ESRogs 24 Jul 2019 18:21 UTC
7 points
0
Just want to note that I like your distinctions between Algorithm Land and the Real World and also between Level-1 optimization and Level-2 optimization.
I think some discussion of AI safety hasn’t been clear enough on what kind of optimization we expect in which domains. At least, it wasn’t clear to me.
But a couple things fell into place for me about 6 months ago, which very much rhyme with your two distinctions:
1) Inexploitability only makes sense relative to a utility function, and if the AI’s utility function is orthogonal to yours (e.g. because it is operating in Algorithm Land), then it may be exploitable relative to your utility function, even though it’s inexploitable relative to its own utility function. See this comment (and thanks to Rohin for the post that prompted the thought).
2) While some process that’s optimizing super-hard for an outcome in Algorithm Land may bleed out into affecting the Real World, this would sort of be by accident, and seems much easier to mitigate than a process that’s trying to affect the Real World on purpose. See this comment.
Putting them together, a randomly selected superintelligence doesn’t care about atoms, or about macroscopic events unfolding through time (roughly the domain of what we care about). And just because we run it on a computer that from our perspective is embedded in this macroscopic world, and that uses macroscopic resources (compute time, energy), doesn’t mean it’s going to start caring about macroscopic Real World events, or start fighting with us for those resources. (At least, not in a Level-2 way.)
On the other hand, powerful computing systems we build are not going to be randomly selected from the space of possible programs.
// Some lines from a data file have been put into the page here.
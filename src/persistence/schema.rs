// created_at/updated_at/deleted_at are audit and soft-delete columns; reads skip rows with deleted_at set.
pub const SCHEMA: &str = "\
CREATE TABLE IF NOT EXISTS customers ( \
    id TEXT PRIMARY KEY, \
    name TEXT NOT NULL, \
    email VARCHAR(50) NOT NULL, \
    created_at TIMESTAMPTZ NOT NULL DEFAULT now(), \
    updated_at TIMESTAMPTZ NOT NULL DEFAULT now(), \
    deleted_at TIMESTAMPTZ \
); \
CREATE UNIQUE INDEX IF NOT EXISTS idx_customers_email ON customers (email); \
CREATE TABLE IF NOT EXISTS shipments ( \
    id TEXT PRIMARY KEY, \
    customer_id TEXT NOT NULL, \
    origin TEXT NOT NULL, \
    destination TEXT NOT NULL, \
    weight DOUBLE PRECISION NOT NULL, \
    price DOUBLE PRECISION NOT NULL, \
    created_at TIMESTAMPTZ NOT NULL DEFAULT now(), \
    updated_at TIMESTAMPTZ NOT NULL DEFAULT now(), \
    deleted_at TIMESTAMPTZ \
); \
CREATE INDEX IF NOT EXISTS idx_shipments_customer_id ON shipments (customer_id); \
";
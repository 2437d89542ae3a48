pub(crate) mod validator;
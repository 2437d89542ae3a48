#[derive(Debug, Clone, PartialEq, Default)]
pub struct Customer {
    pub customer_id: String,
    pub customer_name: String,
    pub email_address: String,
}
use crate::constants::APPLICATION_JSON;
use crate::dtos::customer::CustomerNameUpdate;
use crate::rest_api::base_api::log_error_and_respond;
use crate::services::shipping_service::ShippingService;
use actix_web::web::{Json, Path, ThinData};
use actix_web::{get, put, HttpResponse};
use log::info;

#[get("/customers/{customer_id}")]
pub async fn get_customer(shipping_service: ThinData<ShippingService>,
                          customer_id: Path<(String,)>) -> HttpResponse {
    let customer_id = customer_id.0.as_str();
    info!("get_customer called for {customer_id}");
    match shipping_service.find_customer(customer_id).await {
        Ok(customer) => HttpResponse::Ok()
            .content_type(APPLICATION_JSON)
            .json(customer.to_rest_api_customer()),
        Err(customer_error) => log_error_and_respond(customer_error),
    }
}

#[put("/customers/{customer_id}")]
pub async fn rename_customer(shipping_service: ThinData<ShippingService>,
                             customer_id: Path<(String,)>,
                             name_update: Json<CustomerNameUpdate>) -> HttpResponse {
    let customer_id = customer_id.0.as_str();
    info!("rename_customer called for {customer_id}");
    match shipping_service.rename_customer(customer_id, &name_update.name).await {
        Ok(customer) => HttpResponse::Ok()
            .content_type(APPLICATION_JSON)
            .json(customer.to_rest_api_customer()),
        Err(customer_error) => log_error_and_respond(customer_error),
    }
}

#[cfg(test)]
mod tests {
    use crate::stores::customer_store::CustomerStore;
    use crate::stores::memory_store::MemoryStore;
    use actix_web::http::StatusCode;
    use actix_web::test as actix_test;
    use serde_json::{json, Value};
    use std::sync::Arc;

    #[actix_rt::test]
    async fn customer_is_renamed_and_read_back() {
        let store = Arc::new(MemoryStore::new());
        let customer = store.create_customer("Ada", "ada@example.com").await.unwrap();
        let app = test_app!(store).await;
        let uri = format!("/customers/{}", customer.customer_id);

        let req = actix_test::TestRequest::put().uri(&uri)
            .set_json(json!({"name": "Ada King"}))
            .to_request();
        let resp = actix_test::call_service(&app, req).await;
        assert_eq!(resp.status(), StatusCode::OK);

        let req = actix_test::TestRequest::get().uri(&uri).to_request();
        let resp = actix_test::call_service(&app, req).await;
        assert_eq!(resp.status(), StatusCode::OK);
        let body: Value = actix_test::read_body_json(resp).await;
        assert_eq!(body, json!({
            "id": customer.customer_id,
            "name": "Ada King",
            "email": "ada@example.com",
        }));
    }

    #[actix_rt::test]
    async fn blank_name_is_bad_request_and_unknown_customer_is_not_found() {
        let store = Arc::new(MemoryStore::new());
        let customer = store.create_customer("Ada", "ada@example.com").await.unwrap();
        let app = test_app!(store).await;

        let req = actix_test::TestRequest::put().uri(&format!("/customers/{}", customer.customer_id))
            .set_json(json!({"name": " "}))
            .to_request();
        let resp = actix_test::call_service(&app, req).await;
        assert_eq!(resp.status(), StatusCode::BAD_REQUEST);
        let body: Value = actix_test::read_body_json(resp).await;
        assert_eq!(body, json!({"success": false, "error": "name is required"}));

        let req = actix_test::TestRequest::put().uri("/customers/nobody")
            .set_json(json!({"name": "Ada"}))
            .to_request();
        let resp = actix_test::call_service(&app, req).await;
        assert_eq!(resp.status(), StatusCode::NOT_FOUND);

        let req = actix_test::TestRequest::get().uri("/customers/nobody").to_request();
        let resp = actix_test::call_service(&app, req).await;
        assert_eq!(resp.status(), StatusCode::NOT_FOUND);
    }
}
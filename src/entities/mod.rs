pub(crate) mod customer;
pub(crate) mod shipment;
pub(crate) mod customer_service;
pub(crate) mod shipment_service;
pub(crate) mod shipping_service;
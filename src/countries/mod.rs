pub(crate) mod country_registry;
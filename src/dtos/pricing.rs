use crate::pricing::weight_category::WeightCategory;
use serde::{Deserialize, Serialize};

#[derive(Debug, Clone, Deserialize)]
pub struct PricingQuery {
    pub weight: f64,
    pub origin: String,
    pub destination: String,
}

#[derive(Debug, Clone, Serialize, Deserialize)]
pub struct Pricing {
    pub weight: f64,
    pub origin: String,
    pub destination: String,
    pub weight_category: WeightCategory,
    pub price: f64,
}
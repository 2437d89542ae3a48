use crate::entities::customer::Customer;
use crate::entities::shipment::{NewShipment, Shipment};
use crate::persistence::dao::{Dao, DaoError};
use crate::stores::customer_store::CustomerStore;
use crate::stores::shipment_store::ShipmentStore;
use async_trait::async_trait;

/// Runs every store call in its own transaction. Reads roll back, writes commit.
/// A transaction dropped without commit is rolled back.
#[derive(Clone)]
pub struct PostgresStore {
    dao: Dao,
}

impl PostgresStore {
    pub fn new(dao: Dao) -> PostgresStore {
        PostgresStore { dao }
    }
}

#[async_trait]
impl CustomerStore for PostgresStore {
    async fn create_customer(&self, customer_name: &str, email_address: &str) -> Result<Customer, DaoError> {
        let mut db_connection = self.dao.get_connection().await?;
        let txn = self.dao.begin(&mut db_connection).await?;
        let customer = txn.save_customer(customer_name, email_address).await?;
        txn.commit().await?;
        Ok(customer)
    }

    async fn find_customer(&self, customer_id: &str) -> Result<Option<Customer>, DaoError> {
        let mut db_connection = self.dao.get_connection().await?;
        let txn = self.dao.begin(&mut db_connection).await?;
        let customer = txn.get_customer(customer_id).await?;
        txn.rollback().await?;
        Ok(customer)
    }

    async fn find_customer_by_email(&self, email_address: &str) -> Result<Option<Customer>, DaoError> {
        let mut db_connection = self.dao.get_connection().await?;
        let txn = self.dao.begin(&mut db_connection).await?;
        let customer = txn.get_customer_by_email(email_address).await?;
        txn.rollback().await?;
        Ok(customer)
    }

    async fn update_customer_name(&self, customer_id: &str, customer_name: &str) -> Result<bool, DaoError> {
        let mut db_connection = self.dao.get_connection().await?;
        let txn = self.dao.begin(&mut db_connection).await?;
        let updated = txn.update_customer_name(customer_id, customer_name).await?;
        txn.commit().await?;
        Ok(updated)
    }
}

#[async_trait]
impl ShipmentStore for PostgresStore {
    async fn create_shipment(&self, new_shipment: NewShipment) -> Result<Shipment, DaoError> {
        let mut db_connection = self.dao.get_connection().await?;
        let txn = self.dao.begin(&mut db_connection).await?;
        let shipment = txn.save_shipment(new_shipment).await?;
        txn.commit().await?;
        Ok(shipment)
    }

    async fn find_shipment(&self, shipment_id: &str) -> Result<Option<Shipment>, DaoError> {
        let mut db_connection = self.dao.get_connection().await?;
        let txn = self.dao.begin(&mut db_connection).await?;
        let shipment = txn.get_shipment(shipment_id).await?;
        txn.rollback().await?;
        Ok(shipment)
    }

    async fn find_customer_shipments(&self, customer_id: &str) -> Result<Vec<Shipment>, DaoError> {
        let mut db_connection = self.dao.get_connection().await?;
        let txn = self.dao.begin(&mut db_connection).await?;
        let shipments = txn.get_customer_shipments(customer_id).await?;
        txn.rollback().await?;
        Ok(shipments)
    }
}
use serde::{Deserialize, Serialize};

#[derive(Debug, Clone, PartialEq, Serialize, Deserialize)]
pub struct Customer {
    pub id: String,
    pub name: String,
    pub email: String,
}

/// Body of `PUT /customers/{customer_id}`.
#[derive(Debug, Clone, Default, Deserialize)]
#[serde(default)]
pub struct CustomerNameUpdate {
    pub name: String,
}
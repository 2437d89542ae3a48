pub const APPLICATION_JSON: &str = "application/json";

pub const HOME_COUNTRY_CODE: &str = "se";

pub const BUNDLED_COUNTRIES: &str = include_str!("../resources/countries.json");

pub const WELCOME_MESSAGE: &str = "Welcome to Shipments API service";
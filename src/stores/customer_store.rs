use crate::entities::customer::Customer;
use crate::persistence::dao::DaoError;
use async_trait::async_trait;

/// Customer persistence capability. Lookups report absence as `Ok(None)`,
/// never as an error.
#[async_trait]
pub trait CustomerStore: Send + Sync {
    async fn create_customer(&self, customer_name: &str, email_address: &str) -> Result<Customer, DaoError>;

    async fn find_customer(&self, customer_id: &str) -> Result<Option<Customer>, DaoError>;

    async fn find_customer_by_email(&self, email_address: &str) -> Result<Option<Customer>, DaoError>;

    /// Returns false when no customer has the given id.
    async fn update_customer_name(&self, customer_id: &str, customer_name: &str) -> Result<bool, DaoError>;
}
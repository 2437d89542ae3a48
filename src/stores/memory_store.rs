use crate::entities::customer::Customer;
use crate::entities::shipment::{NewShipment, Shipment};
use crate::persistence::dao::DaoError;
use crate::stores::customer_store::CustomerStore;
use crate::stores::shipment_store::ShipmentStore;
use async_trait::async_trait;
use std::sync::RwLock;
use uuid::Uuid;

/// In-memory stand-in for the postgres tables, with the same unique email constraint.
#[derive(Default)]
pub struct MemoryStore {
    customers: RwLock<Vec<Customer>>,
    shipments: RwLock<Vec<Shipment>>,
}

impl MemoryStore {
    pub fn new() -> MemoryStore {
        MemoryStore::default()
    }

    pub fn customer_count(&self) -> usize {
        self.customers.read().unwrap().len()
    }

    pub fn shipment_count(&self) -> usize {
        self.shipments.read().unwrap().len()
    }
}

#[async_trait]
impl CustomerStore for MemoryStore {
    async fn create_customer(&self, customer_name: &str, email_address: &str) -> Result<Customer, DaoError> {
        let mut customers = self.customers.write().unwrap();
        if customers.iter().any(|customer| customer.email_address == email_address) {
            return Err(DaoError::UniqueViolation {
                description: format!("customers.email {} already exists", email_address),
            });
        }
        let customer = Customer {
            customer_id: Uuid::new_v4().to_string(),
            customer_name: customer_name.to_string(),
            email_address: email_address.to_string(),
        };
        customers.push(customer.clone());
        Ok(customer)
    }

    async fn find_customer(&self, customer_id: &str) -> Result<Option<Customer>, DaoError> {
        let customers = self.customers.read().unwrap();
        Ok(customers.iter().find(|customer| customer.customer_id == customer_id).cloned())
    }

    async fn find_customer_by_email(&self, email_address: &str) -> Result<Option<Customer>, DaoError> {
        let customers = self.customers.read().unwrap();
        Ok(customers.iter().find(|customer| customer.email_address == email_address).cloned())
    }

    async fn update_customer_name(&self, customer_id: &str, customer_name: &str) -> Result<bool, DaoError> {
        let mut customers = self.customers.write().unwrap();
        match customers.iter_mut().find(|customer| customer.customer_id == customer_id) {
            Some(customer) => {
                customer.customer_name = customer_name.to_string();
                Ok(true)
            }
            None => Ok(false),
        }
    }
}

#[async_trait]
impl ShipmentStore for MemoryStore {
    async fn create_shipment(&self, new_shipment: NewShipment) -> Result<Shipment, DaoError> {
        let shipment = new_shipment.into_shipment(Uuid::new_v4().to_string());
        self.shipments.write().unwrap().push(shipment.clone());
        Ok(shipment)
    }

    async fn find_shipment(&self, shipment_id: &str) -> Result<Option<Shipment>, DaoError> {
        let shipments = self.shipments.read().unwrap();
        Ok(shipments.iter().find(|shipment| shipment.shipment_id == shipment_id).cloned())
    }

    async fn find_customer_shipments(&self, customer_id: &str) -> Result<Vec<Shipment>, DaoError> {
        let shipments = self.shipments.read().unwrap();
        Ok(shipments.iter().filter(|shipment| shipment.customer_id == customer_id).cloned().collect())
    }
}

#[cfg(test)]
mod tests {
    use super::*;

    fn new_shipment(customer_id: &str) -> NewShipment {
        NewShipment {
            customer_id: customer_id.to_string(),
            origin: "se".to_string(),
            destination: "dk".to_string(),
            weight: 250.0,
            price: 2500.0,
        }
    }

    #[actix_rt::test]
    async fn duplicate_email_is_a_unique_violation() {
        let store = MemoryStore::new();
        store.create_customer("Ada", "ada@example.com").await.unwrap();
        let error = store.create_customer("Other Ada", "ada@example.com").await.unwrap_err();
        assert!(matches!(error, DaoError::UniqueViolation { .. }));
        assert_eq!(store.customer_count(), 1);
    }

    #[actix_rt::test]
    async fn customer_shipments_are_filtered_by_customer() {
        let store = MemoryStore::new();
        for _ in 0..5 {
            store.create_shipment(new_shipment("customer-a")).await.unwrap();
        }
        store.create_shipment(new_shipment("customer-b")).await.unwrap();

        assert_eq!(store.find_customer_shipments("customer-a").await.unwrap().len(), 5);
        assert!(store.find_customer_shipments("customer-c").await.unwrap().is_empty());
    }
}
We’ll have economic incentives to create systems that do consider and operate on the Real World.
So it seems to me that a randomly selected superintelligence may not actually be dangerous (because it doesn’t care about being unplugged—that’s a macroscopic concept that seems simple and natural from our perspective, but would not actually correspond to something in most utility functions), but that the superintelligent systems anyone is likely to actually build will be much more likely to be dangerous (because they will model and or act on the Real World).